Records for this exercise:

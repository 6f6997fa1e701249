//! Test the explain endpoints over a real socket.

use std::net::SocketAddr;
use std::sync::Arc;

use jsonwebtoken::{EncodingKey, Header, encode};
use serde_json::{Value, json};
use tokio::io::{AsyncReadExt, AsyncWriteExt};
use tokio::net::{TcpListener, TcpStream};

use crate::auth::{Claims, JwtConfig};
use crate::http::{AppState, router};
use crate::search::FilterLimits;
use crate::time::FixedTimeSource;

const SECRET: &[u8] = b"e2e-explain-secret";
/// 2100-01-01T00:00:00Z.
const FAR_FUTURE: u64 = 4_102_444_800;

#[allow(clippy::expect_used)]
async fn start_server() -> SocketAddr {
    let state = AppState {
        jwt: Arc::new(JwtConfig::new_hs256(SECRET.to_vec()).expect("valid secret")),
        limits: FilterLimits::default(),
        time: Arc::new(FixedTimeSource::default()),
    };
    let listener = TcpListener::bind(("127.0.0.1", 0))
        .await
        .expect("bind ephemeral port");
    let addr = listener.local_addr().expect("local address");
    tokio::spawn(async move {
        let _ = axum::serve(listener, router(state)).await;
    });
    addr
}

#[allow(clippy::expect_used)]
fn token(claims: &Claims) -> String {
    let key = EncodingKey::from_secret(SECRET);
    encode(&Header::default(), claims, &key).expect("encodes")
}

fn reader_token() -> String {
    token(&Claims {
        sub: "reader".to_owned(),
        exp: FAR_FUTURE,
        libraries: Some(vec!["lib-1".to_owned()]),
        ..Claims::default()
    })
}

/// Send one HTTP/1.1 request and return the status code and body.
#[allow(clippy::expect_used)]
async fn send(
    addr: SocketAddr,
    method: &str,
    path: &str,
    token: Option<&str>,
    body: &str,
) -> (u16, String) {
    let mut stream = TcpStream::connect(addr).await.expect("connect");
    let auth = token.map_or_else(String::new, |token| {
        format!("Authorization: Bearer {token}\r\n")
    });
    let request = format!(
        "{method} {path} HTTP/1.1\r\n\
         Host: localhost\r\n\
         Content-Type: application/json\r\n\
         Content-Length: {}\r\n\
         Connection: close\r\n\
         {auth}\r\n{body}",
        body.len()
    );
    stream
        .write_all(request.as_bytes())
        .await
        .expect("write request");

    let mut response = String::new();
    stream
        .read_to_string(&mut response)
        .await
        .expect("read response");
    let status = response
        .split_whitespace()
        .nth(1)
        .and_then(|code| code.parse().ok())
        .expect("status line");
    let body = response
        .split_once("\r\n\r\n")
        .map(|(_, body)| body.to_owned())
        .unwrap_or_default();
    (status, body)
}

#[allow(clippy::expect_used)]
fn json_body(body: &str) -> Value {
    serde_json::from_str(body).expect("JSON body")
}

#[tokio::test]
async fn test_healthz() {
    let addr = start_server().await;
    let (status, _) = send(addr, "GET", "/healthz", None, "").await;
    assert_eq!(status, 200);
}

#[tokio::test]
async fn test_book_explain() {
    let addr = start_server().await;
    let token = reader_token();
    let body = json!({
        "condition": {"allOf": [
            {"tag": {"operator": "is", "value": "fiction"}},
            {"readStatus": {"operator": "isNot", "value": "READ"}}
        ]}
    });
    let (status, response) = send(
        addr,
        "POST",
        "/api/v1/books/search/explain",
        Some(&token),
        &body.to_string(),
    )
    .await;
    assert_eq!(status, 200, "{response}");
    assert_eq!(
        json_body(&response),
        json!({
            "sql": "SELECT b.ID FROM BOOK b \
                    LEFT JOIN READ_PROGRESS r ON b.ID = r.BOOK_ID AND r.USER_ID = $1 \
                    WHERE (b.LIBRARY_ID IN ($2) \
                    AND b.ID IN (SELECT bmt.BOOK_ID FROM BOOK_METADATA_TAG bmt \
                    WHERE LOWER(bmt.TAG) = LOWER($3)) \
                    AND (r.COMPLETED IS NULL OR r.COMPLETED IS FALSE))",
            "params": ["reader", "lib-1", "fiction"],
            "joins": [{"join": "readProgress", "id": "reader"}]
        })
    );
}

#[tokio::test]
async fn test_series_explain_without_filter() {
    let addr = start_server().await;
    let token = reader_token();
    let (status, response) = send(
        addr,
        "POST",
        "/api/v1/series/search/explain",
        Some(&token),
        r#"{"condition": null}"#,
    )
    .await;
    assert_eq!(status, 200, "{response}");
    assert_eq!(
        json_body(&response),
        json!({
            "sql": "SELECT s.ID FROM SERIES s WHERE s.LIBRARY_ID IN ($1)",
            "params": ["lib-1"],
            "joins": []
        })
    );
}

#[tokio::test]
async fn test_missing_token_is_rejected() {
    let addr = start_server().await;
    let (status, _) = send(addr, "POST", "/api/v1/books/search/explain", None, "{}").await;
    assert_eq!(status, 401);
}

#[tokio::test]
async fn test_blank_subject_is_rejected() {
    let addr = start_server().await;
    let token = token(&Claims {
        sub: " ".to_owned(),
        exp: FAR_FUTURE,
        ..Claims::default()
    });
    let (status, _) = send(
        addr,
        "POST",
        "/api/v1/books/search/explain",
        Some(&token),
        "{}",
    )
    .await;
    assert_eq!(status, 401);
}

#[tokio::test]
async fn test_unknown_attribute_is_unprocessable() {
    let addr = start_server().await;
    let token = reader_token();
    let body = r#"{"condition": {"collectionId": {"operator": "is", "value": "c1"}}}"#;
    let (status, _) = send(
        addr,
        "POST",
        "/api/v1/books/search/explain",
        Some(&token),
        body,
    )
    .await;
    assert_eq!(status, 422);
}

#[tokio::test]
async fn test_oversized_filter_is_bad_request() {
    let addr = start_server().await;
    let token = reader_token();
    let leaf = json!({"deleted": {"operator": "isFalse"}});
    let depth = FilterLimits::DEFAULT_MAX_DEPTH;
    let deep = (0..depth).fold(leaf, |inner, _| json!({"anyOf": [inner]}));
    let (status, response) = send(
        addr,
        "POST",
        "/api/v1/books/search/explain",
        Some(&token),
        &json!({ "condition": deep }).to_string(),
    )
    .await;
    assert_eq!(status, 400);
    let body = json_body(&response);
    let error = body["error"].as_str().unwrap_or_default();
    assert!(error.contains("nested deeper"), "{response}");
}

==

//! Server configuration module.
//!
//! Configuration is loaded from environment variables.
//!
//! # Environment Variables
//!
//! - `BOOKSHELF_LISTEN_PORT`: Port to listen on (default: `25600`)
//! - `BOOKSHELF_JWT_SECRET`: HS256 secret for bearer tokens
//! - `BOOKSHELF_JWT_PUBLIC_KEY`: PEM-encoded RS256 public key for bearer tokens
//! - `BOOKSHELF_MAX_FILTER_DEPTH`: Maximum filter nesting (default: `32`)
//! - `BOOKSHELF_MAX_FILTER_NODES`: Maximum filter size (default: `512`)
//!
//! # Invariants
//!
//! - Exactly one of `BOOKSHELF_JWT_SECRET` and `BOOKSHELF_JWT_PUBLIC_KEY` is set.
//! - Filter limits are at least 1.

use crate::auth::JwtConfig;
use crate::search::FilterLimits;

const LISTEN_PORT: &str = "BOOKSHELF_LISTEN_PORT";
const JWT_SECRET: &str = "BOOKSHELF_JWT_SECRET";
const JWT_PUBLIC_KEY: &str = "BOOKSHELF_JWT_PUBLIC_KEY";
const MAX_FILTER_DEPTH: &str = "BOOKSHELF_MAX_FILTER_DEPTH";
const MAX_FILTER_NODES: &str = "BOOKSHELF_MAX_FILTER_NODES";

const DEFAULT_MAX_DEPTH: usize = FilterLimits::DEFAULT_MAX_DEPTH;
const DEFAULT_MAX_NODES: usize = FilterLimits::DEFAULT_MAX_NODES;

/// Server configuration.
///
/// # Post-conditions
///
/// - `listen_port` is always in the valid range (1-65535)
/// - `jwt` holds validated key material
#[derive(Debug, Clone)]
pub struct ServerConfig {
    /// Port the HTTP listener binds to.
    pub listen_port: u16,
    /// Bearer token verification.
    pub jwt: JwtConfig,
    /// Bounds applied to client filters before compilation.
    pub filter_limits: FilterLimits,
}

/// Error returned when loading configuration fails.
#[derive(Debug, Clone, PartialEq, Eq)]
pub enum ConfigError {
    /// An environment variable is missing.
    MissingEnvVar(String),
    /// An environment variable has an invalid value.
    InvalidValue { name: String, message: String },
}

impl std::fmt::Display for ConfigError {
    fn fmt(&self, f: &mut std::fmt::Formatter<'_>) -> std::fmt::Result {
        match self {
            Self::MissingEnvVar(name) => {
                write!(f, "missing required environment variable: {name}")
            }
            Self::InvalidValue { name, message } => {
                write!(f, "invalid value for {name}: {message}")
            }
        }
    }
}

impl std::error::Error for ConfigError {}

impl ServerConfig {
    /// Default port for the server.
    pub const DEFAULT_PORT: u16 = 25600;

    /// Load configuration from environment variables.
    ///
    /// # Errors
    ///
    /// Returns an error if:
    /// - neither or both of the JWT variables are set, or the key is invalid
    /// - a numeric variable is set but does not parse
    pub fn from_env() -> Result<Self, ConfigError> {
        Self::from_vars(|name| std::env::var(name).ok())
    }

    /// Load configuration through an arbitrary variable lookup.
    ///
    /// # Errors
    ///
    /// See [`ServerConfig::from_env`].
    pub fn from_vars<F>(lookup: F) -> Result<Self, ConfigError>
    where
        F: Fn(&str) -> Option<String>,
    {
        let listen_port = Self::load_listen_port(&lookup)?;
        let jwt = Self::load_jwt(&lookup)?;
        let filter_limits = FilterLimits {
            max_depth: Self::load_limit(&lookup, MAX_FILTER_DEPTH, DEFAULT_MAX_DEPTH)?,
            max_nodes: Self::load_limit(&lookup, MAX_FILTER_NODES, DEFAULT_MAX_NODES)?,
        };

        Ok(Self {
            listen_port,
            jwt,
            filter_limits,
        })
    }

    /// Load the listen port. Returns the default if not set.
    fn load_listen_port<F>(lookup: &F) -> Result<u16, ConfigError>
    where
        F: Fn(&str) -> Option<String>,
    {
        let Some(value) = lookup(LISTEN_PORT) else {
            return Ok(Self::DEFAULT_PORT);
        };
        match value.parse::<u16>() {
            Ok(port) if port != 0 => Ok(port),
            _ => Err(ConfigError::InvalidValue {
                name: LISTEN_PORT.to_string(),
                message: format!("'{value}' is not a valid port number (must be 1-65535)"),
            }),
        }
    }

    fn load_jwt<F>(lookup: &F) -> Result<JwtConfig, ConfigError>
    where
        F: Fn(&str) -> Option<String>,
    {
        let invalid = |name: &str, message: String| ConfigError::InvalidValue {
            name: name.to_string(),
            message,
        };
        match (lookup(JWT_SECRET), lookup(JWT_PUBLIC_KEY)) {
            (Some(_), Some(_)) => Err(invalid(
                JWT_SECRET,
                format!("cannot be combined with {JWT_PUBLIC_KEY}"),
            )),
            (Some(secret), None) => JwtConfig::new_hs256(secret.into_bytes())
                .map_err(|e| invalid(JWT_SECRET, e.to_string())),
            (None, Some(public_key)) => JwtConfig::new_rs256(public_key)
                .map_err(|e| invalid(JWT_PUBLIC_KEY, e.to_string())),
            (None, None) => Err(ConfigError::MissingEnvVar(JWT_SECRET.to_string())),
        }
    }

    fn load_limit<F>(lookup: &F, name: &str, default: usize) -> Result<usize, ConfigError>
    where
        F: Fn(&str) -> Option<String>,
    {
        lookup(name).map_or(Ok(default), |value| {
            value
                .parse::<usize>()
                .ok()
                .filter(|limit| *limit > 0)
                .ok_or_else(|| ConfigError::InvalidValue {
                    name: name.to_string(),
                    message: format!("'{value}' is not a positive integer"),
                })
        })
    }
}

Exercise: All lines in the preceding records that hold the word "None" need to be copied.

Answer section:
    let (status, _) = send(addr, "GET", "/healthz", None, "").await;
    let (status, _) = send(addr, "POST", "/api/v1/books/search/explain", None, "{}").await;
            (Some(secret), None) => JwtConfig::new_hs256(secret.into_bytes())
            (None, Some(public_key)) => JwtConfig::new_rs256(public_key)
            (None, None) => Err(ConfigError::MissingEnvVar(JWT_SECRET.to_string())),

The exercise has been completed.